続編『君が夏を走らせる』では、そんな彼が高校生となり、思いがけず「子守」を引き受けることから物語が始まります。
軽快でユーモラス、なのに胸を突いてくる瀬尾まいこさんの世界。父と息子、それぞれが抱いた感想を交えてお伝えします。
本を手に取ったきっかけと読書順
「『あと少し、もう少し』の続編があるらしいよ。主人公は第2走者の大田君だって」
そう息子に話すと、間髪入れず「読む!」と即答。妻に頼んで図書館から借りてきてもらい、すぐに手に取ることになりました。

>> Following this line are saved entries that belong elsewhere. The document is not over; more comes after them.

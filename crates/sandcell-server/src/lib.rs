//! sandcell Server
//!
//! This crate runs untrusted script fragments in per-connection Boa
//! sandboxes. Requests and results never travel over the socket: the peer
//! names a record in its own store, and the server answers with the
//! identifiers of the records it wrote into its store.

pub mod config;
pub mod listener;
pub mod records;
pub mod runtime;
pub mod session;
pub mod state;
pub mod worker;

pub use config::ServerConfig;
pub use listener::{READY_LINE, SandboxServer};
pub use runtime::{CapabilityRegistry, Dispatch, Emission, ExecutionContext};
pub use session::ConnectionSession;
pub use state::ServerState;
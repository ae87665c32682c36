use std::fs::{File, OpenOptions, TryLockError};
use std::path::{Path, PathBuf};

use memmap2::MmapMut;

use crate::protocol::error::StoreError;
use crate::protocol::message::RecordKind;
use crate::store::layout::{Record, RegionMut, RegionView, StoreStats, region_len};

/// Exclusive write access to a record store region.
///
/// Creating a writer builds a brand-new region file and atomically renames
/// it over `path`, so readers still mapping an older region notice the
/// replacement and reopen. Exclusivity is an OS advisory lock on
/// `<path>.lock`, released automatically if the process dies.
pub struct ShareWriter {
    path: PathBuf,
    map: MmapMut,
    _region: File,
    _lock: File,
}

impl ShareWriter {
    /// Creates the region at `path` with `capacity_bytes` of payload space
    /// and room for `max_entries` records.
    pub fn create(
        path: impl AsRef<Path>,
        capacity_bytes: u64,
        max_entries: u32,
    ) -> Result<Self, StoreError> {
        let path = path.as_ref().to_path_buf();
        if capacity_bytes == 0 {
            return Err(StoreError::InvalidConfig("capacity must be greater than zero".into()));
        }
        if max_entries == 0 {
            return Err(StoreError::InvalidConfig("max entries must be greater than zero".into()));
        }

        let lock_path = sidecar(&path, "lock");
        let lock = OpenOptions::new()
            .read(true)
            .write(true)
            .create(true)
            .truncate(false)
            .open(&lock_path)
            .map_err(|e| StoreError::io(&lock_path, e))?;
        match lock.try_lock() {
            Ok(()) => {}
            Err(TryLockError::WouldBlock) => return Err(StoreError::Locked(path)),
            Err(TryLockError::Error(e)) => return Err(StoreError::io(&lock_path, e)),
        }

        let staging = sidecar(&path, "staging");
        let region = OpenOptions::new()
            .read(true)
            .write(true)
            .create(true)
            .truncate(true)
            .open(&staging)
            .map_err(|e| StoreError::io(&staging, e))?;
        region
            .set_len(region_len(max_entries, capacity_bytes))
            .map_err(|e| StoreError::io(&staging, e))?;

        // SAFETY: the file was created by this process and is only ever
        // mutated through this mapping while the writer lock is held.
        let mut map = unsafe { MmapMut::map_mut(&region) }.map_err(|e| StoreError::io(&staging, e))?;
        RegionMut::new(&mut map).format(max_entries, capacity_bytes);
        map.flush().map_err(|e| StoreError::io(&staging, e))?;

        std::fs::rename(&staging, &path).map_err(|e| StoreError::io(&path, e))?;
        tracing::info!(
            path = %path.display(),
            capacity_bytes,
            max_entries,
            "record store created"
        );

        Ok(Self {
            path,
            map,
            _region: region,
            _lock: lock,
        })
    }

    pub fn path(&self) -> &Path {
        &self.path
    }

    /// Stores `payload` under `id`. The record becomes visible to readers
    /// only once it is complete.
    pub fn set(&mut self, id: &str, kind: RecordKind, payload: &[u8]) -> Result<(), StoreError> {
        RegionMut::new(&mut self.map).insert(id.as_bytes(), kind, payload)?;
        tracing::trace!(id, %kind, len = payload.len(), "record stored");
        Ok(())
    }

    pub fn get(&self, id: &str) -> Result<Option<Record>, StoreError> {
        let view = RegionView::new(&self.map, &self.path)?;
        view.find(id.as_bytes())
            .map(|index| view.record(index, &self.path))
            .transpose()
    }

    /// Removes the record stored under `id`.
    ///
    /// Returns `false` when there was nothing to remove. A record whose kind
    /// differs from `kind` is still removed: the identifier names a single
    /// entry pair either way.
    pub fn delete(&mut self, id: &str, kind: RecordKind) -> Result<bool, StoreError> {
        match RegionMut::new(&mut self.map).remove(id.as_bytes()) {
            Some(stored) => {
                if stored != kind {
                    tracing::debug!(id, %stored, requested = %kind, "deleted record of a different kind");
                }
                Ok(true)
            }
            None => Ok(false),
        }
    }

    pub fn stats(&self) -> Result<StoreStats, StoreError> {
        Ok(RegionView::new(&self.map, &self.path)?.stats())
    }

    /// Removes the region and lock files for `path`.
    ///
    /// Used on shutdown; missing files are ignored.
    pub fn remove_files(path: impl AsRef<Path>) {
        let path = path.as_ref();
        for file in [path.to_path_buf(), sidecar(path, "lock"), sidecar(path, "staging")] {
            match std::fs::remove_file(&file) {
                Ok(()) => tracing::debug!(path = %file.display(), "removed store file"),
                Err(e) if e.kind() == std::io::ErrorKind::NotFound => {}
                Err(e) => tracing::warn!(path = %file.display(), "failed to remove store file: {}", e),
            }
        }
    }
}

impl Drop for ShareWriter {
    fn drop(&mut self) {
        RegionMut::new(&mut self.map).set_closed(true);
        if let Err(e) = self.map.flush() {
            tracing::warn!(path = %self.path.display(), "failed to flush record store: {}", e);
        }
    }
}

fn sidecar(path: &Path, suffix: &str) -> PathBuf {
    let mut name = path.as_os_str().to_os_string();
    name.push(".");
    name.push(suffix);
    PathBuf::from(name)
}
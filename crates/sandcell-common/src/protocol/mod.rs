pub mod error;
pub mod message;
pub mod payload;

#[cfg(test)]
mod tests;

pub use error::{ProtocolError, Result, SandcellError, StoreError};
pub use message::{RecordKind, WireMessage};
pub use payload::{ErrorRecord, ErrorReport, ScriptDescriptor, StackPolicy, TaskAnswer, TaskRequest};
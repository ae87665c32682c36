pub mod capabilities;
pub mod context;
pub mod dispatch;

mod bindings;
mod conversions;


pub use bindings::Emission;
pub use capabilities::{CapabilityFn, CapabilityRegistry};
pub use context::ExecutionContext;
pub use dispatch::Dispatch;
//! Record identifiers.
//!
//! Identifiers are the nanoseconds elapsed since an epoch fixed when the
//! generator is created, written in base 36. The epoch is anchored to the
//! wall clock so a restarted server does not hand out identifiers it used
//! before, while the elapsed part comes from the monotonic clock.

use std::sync::atomic::{AtomicU64, Ordering};
use std::time::{Instant, SystemTime, UNIX_EPOCH};

/// Width of an encoded identifier. `36^13 > u64::MAX`, so every value fits
/// and lexicographic order matches numeric order.
pub const ID_WIDTH: usize = 13;

const DIGITS: &[u8; 36] = b"0123456789abcdefghijklmnopqrstuvwxyz";

/// Hands out strictly increasing identifiers.
#[derive(Debug)]
pub struct IdGenerator {
    origin: Instant,
    base_nanos: u64,
    last: AtomicU64,
}

impl IdGenerator {
    pub fn new() -> Self {
        let base_nanos = SystemTime::now()
            .duration_since(UNIX_EPOCH)
            .map(|d| u64::try_from(d.as_nanos()).unwrap_or(u64::MAX / 2))
            .unwrap_or(0);
        Self {
            origin: Instant::now(),
            base_nanos,
            last: AtomicU64::new(0),
        }
    }

    /// Returns the next identifier.
    ///
    /// When the clock has not advanced since the previous call the value is
    /// bumped by one, so back-to-back and concurrent calls never collide.
    pub fn next(&self) -> String {
        encode_base36(self.next_value())
    }

    fn next_value(&self) -> u64 {
        let elapsed = u64::try_from(self.origin.elapsed().as_nanos()).unwrap_or(u64::MAX);
        let now = self.base_nanos.saturating_add(elapsed);

        let mut last = self.last.load(Ordering::Acquire);
        loop {
            let candidate = now.max(last.saturating_add(1));
            match self
                .last
                .compare_exchange_weak(last, candidate, Ordering::AcqRel, Ordering::Acquire)
            {
                Ok(_) => return candidate,
                Err(actual) => last = actual,
            }
        }
    }
}

impl Default for IdGenerator {
    fn default() -> Self {
        Self::new()
    }
}

/// Encodes `value` as zero-padded base 36.
pub fn encode_base36(mut value: u64) -> String {
    let mut buf = [b'0'; ID_WIDTH];
    for slot in buf.iter_mut().rev() {
        *slot = DIGITS[(value % 36) as usize];
        value /= 36;
        if value == 0 {
            break;
        }
    }
    buf.iter().map(|&b| b as char).collect()
}
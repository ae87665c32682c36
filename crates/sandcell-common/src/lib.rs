//! sandcell Common Types and Shared Record Store
//!
//! This crate provides the pieces shared by the sandcell server and the
//! processes that talk to it:
//!
//! - **Protocol Layer**: wire messages, script/task descriptors, error types
//! - **Codec**: the extended-JSON payload format stored in records
//! - **Identifiers**: monotonic base-36 record identifiers
//! - **Store**: the file-backed, memory-mapped record store
//!
//! # Architecture
//!
//! Payloads never travel over the socket. A peer writes a record into its
//! own store, sends `<clientId>-<identifier>` to the server, and the server
//! answers with the bare identifier of a record it wrote into *its* store:
//!
//! ```text
//! peer store  --(clientA-00abc)-->  server  --(0k2x...)-->  peer
//!                                     |
//!                                     v
//!                               server store
//! ```
//!
//! # Example
//!
//! ```no_run
//! use sandcell_common::{WireMessage, RecordKind};
//!
//! let message = WireMessage::parse("clientA-00abc").unwrap();
//! assert_eq!(message, WireMessage::Fetch {
//!     client_id: "clientA".into(),
//!     id: "00abc".into(),
//! });
//!
//! let delete = WireMessage::parse("delete-00abc-task").unwrap();
//! assert_eq!(delete, WireMessage::Delete { id: "00abc".into(), kind: RecordKind::Task });
//! ```

pub mod codec;
pub mod ident;
pub mod protocol;
pub mod store;

pub use codec::PayloadCodec;
pub use ident::IdGenerator;
pub use protocol::*;
pub use store::{Record, ShareReader, ShareWriter, StoreStats};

タイトルを見たときは「大田君が陸上に本格的に目覚めた話かな?」と想像しましたが、そんな単純な展開ではないのが瀬尾まいこ作品。物語は、想像をはるかに裏切るユニークな方向へと進んでいきました。
なお、読み始めは息子が先でしたが、読了は父である私が先行することに。会社の昼休みに一気に読み終え、オフィスで人目をはばからず涙を流してしまいました。
親子で読んだ感想
序盤から物語はテンポよく進み、思わず笑える場面も多い。フィクションらしい大胆さと、リアルな日常の肌触りが混ざり合って、読む手が止まりません。
16歳の大田君の目線で描かれる体験は、かつて自分も過ごした日常の追体験のようでもありました。けれど、彼が抱く屈折や葛藤は、私自身がその頃持ち合わせていなかったもの。30年の時を経て、思春期特有のもどかしさを突き付けられ、「自分はあの頃、もっと単純にしか考えられていなかったな」と振り返らされました。

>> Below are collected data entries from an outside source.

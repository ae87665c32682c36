//! Server configuration.

use std::path::{Path, PathBuf};
use std::time::Duration;

use sandcell_common::StackPolicy;

/// Bytes of record store capacity granted per megabyte of memory budget.
pub const BYTES_PER_MEMORY_MB: u64 = 150 * 1024;

/// Configuration for a [`SandboxServer`](crate::SandboxServer).
///
/// # Example
///
/// ```
/// use sandcell_server::ServerConfig;
///
/// let config = ServerConfig::new()
///     .with_socket_path("/tmp/test.sock")
///     .with_memory_limit_mb(10);
/// assert!(config.validate().is_ok());
/// assert_eq!(config.store_capacity_bytes(), 10 * 150 * 1024);
/// ```
#[derive(Debug, Clone, PartialEq)]
pub struct ServerConfig {
    /// Path of the Unix socket the server listens on
    pub socket_path: PathBuf,
    /// Path of the record store the server writes into
    pub mmap_path: PathBuf,
    /// Prefix of the per-client record stores; the client id is appended
    pub share_prefix: String,
    /// Memory budget, in megabytes, the store capacity is derived from
    pub memory_limit_mb: u64,
    /// Number of record slots in the store
    pub max_entries: u32,
    /// Pause before the listener is bound again after a failure
    pub restart_delay: Duration,
    /// `Redact` strips stack frames from every error record
    pub stack_policy: StackPolicy,
}

impl Default for ServerConfig {
    fn default() -> Self {
        Self {
            socket_path: PathBuf::from("/tmp/sandcell.sock"),
            mmap_path: PathBuf::from("/tmp/sandcell-share"),
            share_prefix: "/tmp/sandcell-share-".to_string(),
            memory_limit_mb: 55,
            max_entries: 1024,
            restart_delay: Duration::from_millis(500),
            stack_policy: StackPolicy::Preserve,
        }
    }
}

impl ServerConfig {
    pub fn new() -> Self {
        Self::default()
    }

    pub fn with_socket_path(mut self, path: impl Into<PathBuf>) -> Self {
        self.socket_path = path.into();
        self
    }

    pub fn with_mmap_path(mut self, path: impl Into<PathBuf>) -> Self {
        self.mmap_path = path.into();
        self
    }

    pub fn with_share_prefix(mut self, prefix: impl Into<String>) -> Self {
        self.share_prefix = prefix.into();
        self
    }

    pub fn with_memory_limit_mb(mut self, megabytes: u64) -> Self {
        self.memory_limit_mb = megabytes;
        self
    }

    pub fn with_max_entries(mut self, max_entries: u32) -> Self {
        self.max_entries = max_entries;
        self
    }

    pub fn with_restart_delay(mut self, delay: Duration) -> Self {
        self.restart_delay = delay;
        self
    }

    pub fn with_stack_policy(mut self, policy: StackPolicy) -> Self {
        self.stack_policy = policy;
        self
    }

    /// Size of the store's data area.
    pub fn store_capacity_bytes(&self) -> u64 {
        self.memory_limit_mb.saturating_mul(BYTES_PER_MEMORY_MB)
    }

    /// Path of the store owned by `client_id`.
    pub fn reader_path(&self, client_id: &str) -> PathBuf {
        PathBuf::from(format!("{}{}", self.share_prefix, client_id))
    }

    pub fn socket_path(&self) -> &Path {
        &self.socket_path
    }

    /// Validates the configuration.
    ///
    /// # Errors
    ///
    /// Returns an error if:
    /// - The memory limit or entry count is zero
    /// - The memory limit exceeds 64 GiB
    /// - A path or the share prefix is empty
    pub fn validate(&self) -> Result<(), String> {
        if self.memory_limit_mb == 0 {
            return Err("memory limit must be greater than zero".to_string());
        }

        if self.memory_limit_mb > 64 * 1024 {
            return Err(format!(
                "memory limit must be <= 65536 MB (got {} MB)",
                self.memory_limit_mb
            ));
        }

        if self.max_entries == 0 {
            return Err("max entries must be greater than zero".to_string());
        }

        if self.socket_path.as_os_str().is_empty() {
            return Err("socket path must not be empty".to_string());
        }

        if self.mmap_path.as_os_str().is_empty() {
            return Err("mmap path must not be empty".to_string());
        }

        if self.share_prefix.is_empty() {
            return Err("share prefix must not be empty".to_string());
        }

        Ok(())
    }
}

青春小説というより日常ドラマのように始まりつつも、最後にはしっかりと青春小説に収束していく――。その鮮やかさに、アラフィフの私にはまぶしさすら感じられました。そして同時に、「大田君、精神年齢高すぎない?」と驚かされる場面も多々ありました。
一方で息子から多くの感想を引き出すことはできませんでしたが、ひとこと交わした会話が忘れられません。
「大田君、かっこいいよね」
「うん、かっこよかった」
短いながらも感極まった様子が伝わり、それ以上は聞けませんでした。父としては、同じ作品に胸を熱くしたことが何よりもうれしい出来事でした。
読書を通じて感じたこと
迷い、悩みながらも前へ進む力――それこそが青春のエネルギーであり、魅力なのだと思います。

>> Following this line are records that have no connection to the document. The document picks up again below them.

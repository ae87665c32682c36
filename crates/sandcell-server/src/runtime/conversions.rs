//! JSON <-> JavaScript Value Conversions
//!
//! Values entering a sandbox are built directly inside its realm from a JSON
//! tree. Every object is created with a null prototype, so nothing a script
//! does to `Object.prototype` reaches (or is reached through) a supplied
//! value.
//!
//! # Type Mapping
//!
//! | JSON | JavaScript |
//! |------|------------|
//! | null | null |
//! | boolean | Boolean |
//! | number | Number |
//! | `{"$numberDouble": "NaN"}` and friends | NaN, Infinity, -Infinity |
//! | string | String |
//! | array | Array |
//! | object | Object with a null prototype |
//!
//! Going the other way, `undefined` and symbols become `null`, functions are
//! dropped from objects (and become `null` in arrays), `Error` objects become
//! `{name, message, stack}` and non-finite numbers are wrapped. A reference
//! cycle is an error rather than an endless walk.

use boa_engine::{
    Context, JsError, JsString, js_string,
    object::{JsObject, builtins::JsArray},
    property::PropertyKey,
    value::{JsValue, JsVariant},
};
use serde_json::{Map, Value};

use sandcell_common::codec::{as_number_double, number_double};
use sandcell_common::protocol::error::{Result, SandcellError};
use sandcell_common::ErrorReport;

/// Deepest nesting converted out of a sandbox.
const MAX_DEPTH: usize = 256;

/// Most values (at any depth) converted out of a sandbox in one go.
const MAX_VALUES: u64 = 1 << 20;

/// Converts a JSON value into a value owned by `ctx`'s realm.
pub(crate) fn json_to_js_value(json: &Value, ctx: &mut Context) -> Result<JsValue> {
    match json {
        Value::Null => Ok(JsValue::null()),
        Value::Bool(b) => Ok(JsValue::new(*b)),
        Value::Number(n) => {
            if let Some(i) = n.as_i64().and_then(|i| i32::try_from(i).ok()) {
                return Ok(JsValue::new(i));
            }
            n.as_f64()
                .map(JsValue::new)
                .ok_or_else(|| SandcellError::Conversion(format!("number {n} is out of range")))
        }
        Value::String(s) => Ok(JsValue::new(JsString::from(s.as_str()))),
        Value::Array(items) => {
            let array = JsArray::new(ctx);
            for (i, item) in items.iter().enumerate() {
                let value = json_to_js_value(item, ctx)?;
                array.push(value, ctx).map_err(|e| {
                    SandcellError::Conversion(format!("failed to push array element {i}: {e}"))
                })?;
            }
            Ok(array.into())
        }
        Value::Object(map) => {
            if let Some(n) = as_number_double(map) {
                return Ok(JsValue::new(n));
            }

            let object = JsObject::with_null_proto();
            for (key, value) in map {
                let value = json_to_js_value(value, ctx)?;
                object
                    .create_data_property_or_throw(JsString::from(key.as_str()), value, ctx)
                    .map_err(|e| {
                        SandcellError::Conversion(format!("failed to set property '{key}': {e}"))
                    })?;
            }
            Ok(object.into())
        }
    }
}

/// Converts a sandbox value into JSON.
pub(crate) fn js_value_to_json(value: &JsValue, ctx: &mut Context) -> Result<Value> {
    let mut walker = Walker {
        path: Vec::new(),
        remaining: MAX_VALUES,
    };
    Ok(walker.convert(value, ctx)?.unwrap_or(Value::Null))
}

/// Builds the report sent to the peer for an exception thrown in a sandbox.
pub(crate) fn error_report(error: &JsError, ctx: &mut Context) -> ErrorReport {
    let thrown = error.to_opaque(ctx);
    if let JsVariant::Object(object) = thrown.variant() {
        if let Some(parts) = error_parts(&object, ctx) {
            return ErrorReport::new(parts.message, parts.stack);
        }
    }

    let message = thrown
        .to_string(ctx)
        .map(|s| s.to_std_string_escaped())
        .unwrap_or_else(|_| error.to_string());
    ErrorReport::from_message(message)
}

struct ErrorParts {
    name: String,
    message: String,
    stack: String,
}

/// Reads `name`, `message` and `stack` from an object whose prototype chain
/// contains `Error.prototype`. The stack always starts with `Name: message`.
fn error_parts(object: &JsObject, ctx: &mut Context) -> Option<ErrorParts> {
    let error_proto = ctx.intrinsics().constructors().error().prototype();
    let mut proto = object.prototype();
    loop {
        match proto {
            Some(p) if JsObject::equals(&p, &error_proto) => break,
            Some(p) => proto = p.prototype(),
            None => return None,
        }
    }

    let mut read = |key: JsString| -> Option<String> {
        let value = object.get(key, ctx).ok()?;
        if value.is_undefined() || value.is_null() {
            return None;
        }
        value.to_string(ctx).ok().map(|s| s.to_std_string_escaped())
    };

    let name = read(js_string!("name")).unwrap_or_else(|| "Error".to_string());
    let message = read(js_string!("message")).unwrap_or_default();
    let header = if message.is_empty() {
        name.clone()
    } else {
        format!("{name}: {message}")
    };
    let stack = match read(js_string!("stack")) {
        Some(stack) if stack.starts_with(&header) => stack,
        Some(stack) if !stack.trim().is_empty() => format!("{header}\n{stack}"),
        _ => header,
    };

    Some(ErrorParts {
        name,
        message,
        stack,
    })
}

struct Walker {
    /// Objects on the path from the root to the value being converted.
    path: Vec<JsObject>,
    /// Values that may still be converted before giving up.
    remaining: u64,
}

impl Walker {
    /// Returns `None` for values JSON has no place for (functions).
    fn convert(&mut self, value: &JsValue, ctx: &mut Context) -> Result<Option<Value>> {
        self.reserve(1)?;
        let object = match value.variant() {
            JsVariant::Undefined | JsVariant::Null | JsVariant::Symbol(_) => {
                return Ok(Some(Value::Null));
            }
            JsVariant::Boolean(b) => return Ok(Some(Value::Bool(b))),
            JsVariant::Integer32(i) => return Ok(Some(Value::from(i))),
            JsVariant::Float64(n) => return Ok(Some(float_to_json(n))),
            JsVariant::String(s) => return Ok(Some(Value::String(s.to_std_string_escaped()))),
            JsVariant::BigInt(_) => {
                return Err(SandcellError::Conversion(
                    "BigInt values cannot be serialized".to_string(),
                ));
            }
            JsVariant::Object(object) => object,
        };

        if object.is_callable() {
            return Ok(None);
        }
        if self.path.iter().any(|seen| JsObject::equals(seen, &object)) {
            return Err(SandcellError::Conversion(
                "value contains a reference cycle".to_string(),
            ));
        }
        if self.path.len() >= MAX_DEPTH {
            return Err(SandcellError::Conversion(format!(
                "value is nested deeper than {MAX_DEPTH} levels"
            )));
        }

        if let Some(parts) = error_parts(&object, ctx) {
            let mut map = Map::new();
            map.insert("name".to_string(), Value::String(parts.name));
            map.insert("message".to_string(), Value::String(parts.message));
            map.insert("stack".to_string(), Value::String(parts.stack));
            return Ok(Some(Value::Object(map)));
        }

        self.path.push(object.clone());
        let converted = if object.is_array() {
            self.convert_array(&object, ctx)
        } else {
            self.convert_object(&object, ctx)
        };
        self.path.pop();
        converted.map(Some)
    }

    fn convert_array(&mut self, object: &JsObject, ctx: &mut Context) -> Result<Value> {
        let array = JsArray::from_object(object.clone())
            .map_err(|e| SandcellError::Conversion(format!("object is not a valid array: {e}")))?;
        let length = array
            .length(ctx)
            .map_err(|e| SandcellError::Conversion(format!("failed to get array length: {e}")))?;

        // Holes cost as much as elements, so a huge `length` is refused
        // before anything is allocated.
        if length > self.remaining {
            return Err(too_many_values());
        }

        let mut items = Vec::new();
        for i in 0..length {
            let element = array.get(i, ctx).map_err(|e| {
                SandcellError::Conversion(format!("failed to get array element {i}: {e}"))
            })?;
            items.push(self.convert(&element, ctx)?.unwrap_or(Value::Null));
        }
        Ok(Value::Array(items))
    }

    fn convert_object(&mut self, object: &JsObject, ctx: &mut Context) -> Result<Value> {
        let keys = object
            .own_property_keys(ctx)
            .map_err(|e| SandcellError::Conversion(format!("failed to get object keys: {e}")))?;

        let mut map = Map::new();
        for key in keys {
            let name = match &key {
                PropertyKey::String(s) => s.to_std_string_escaped(),
                PropertyKey::Index(i) => i.get().to_string(),
                PropertyKey::Symbol(_) => continue,
            };
            let value = object.get(key.clone(), ctx).map_err(|e| {
                SandcellError::Conversion(format!("failed to get property '{name}': {e}"))
            })?;
            if let Some(value) = self.convert(&value, ctx)? {
                map.insert(name, value);
            }
        }
        Ok(Value::Object(map))
    }

    fn reserve(&mut self, count: u64) -> Result<()> {
        self.remaining = self.remaining.checked_sub(count).ok_or_else(too_many_values)?;
        Ok(())
    }
}

fn too_many_values() -> SandcellError {
    SandcellError::Conversion(format!("value has more than {MAX_VALUES} elements"))
}

/// Integral doubles are written without a fraction so `6 * 7` reads back as
/// `42`, not `42.0`.
fn float_to_json(n: f64) -> Value {
    const MAX_SAFE: f64 = 9_007_199_254_740_991.0;
    if n.is_finite() && n.fract() == 0.0 && n.abs() <= MAX_SAFE {
        return Value::from(n as i64);
    }
    number_double(n)
}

もちろん、常に走り続けるだけが青春ではありません。立ち止まる時間も、考え込む時間も、すべてが等しく青春を形づくる要素なのだと実感しました。
これから本格的な思春期を迎える息子の姿を前に、私は「親が急がないこと、子どもを急がせないこと」が何より大切なのだと改めて心に刻みました。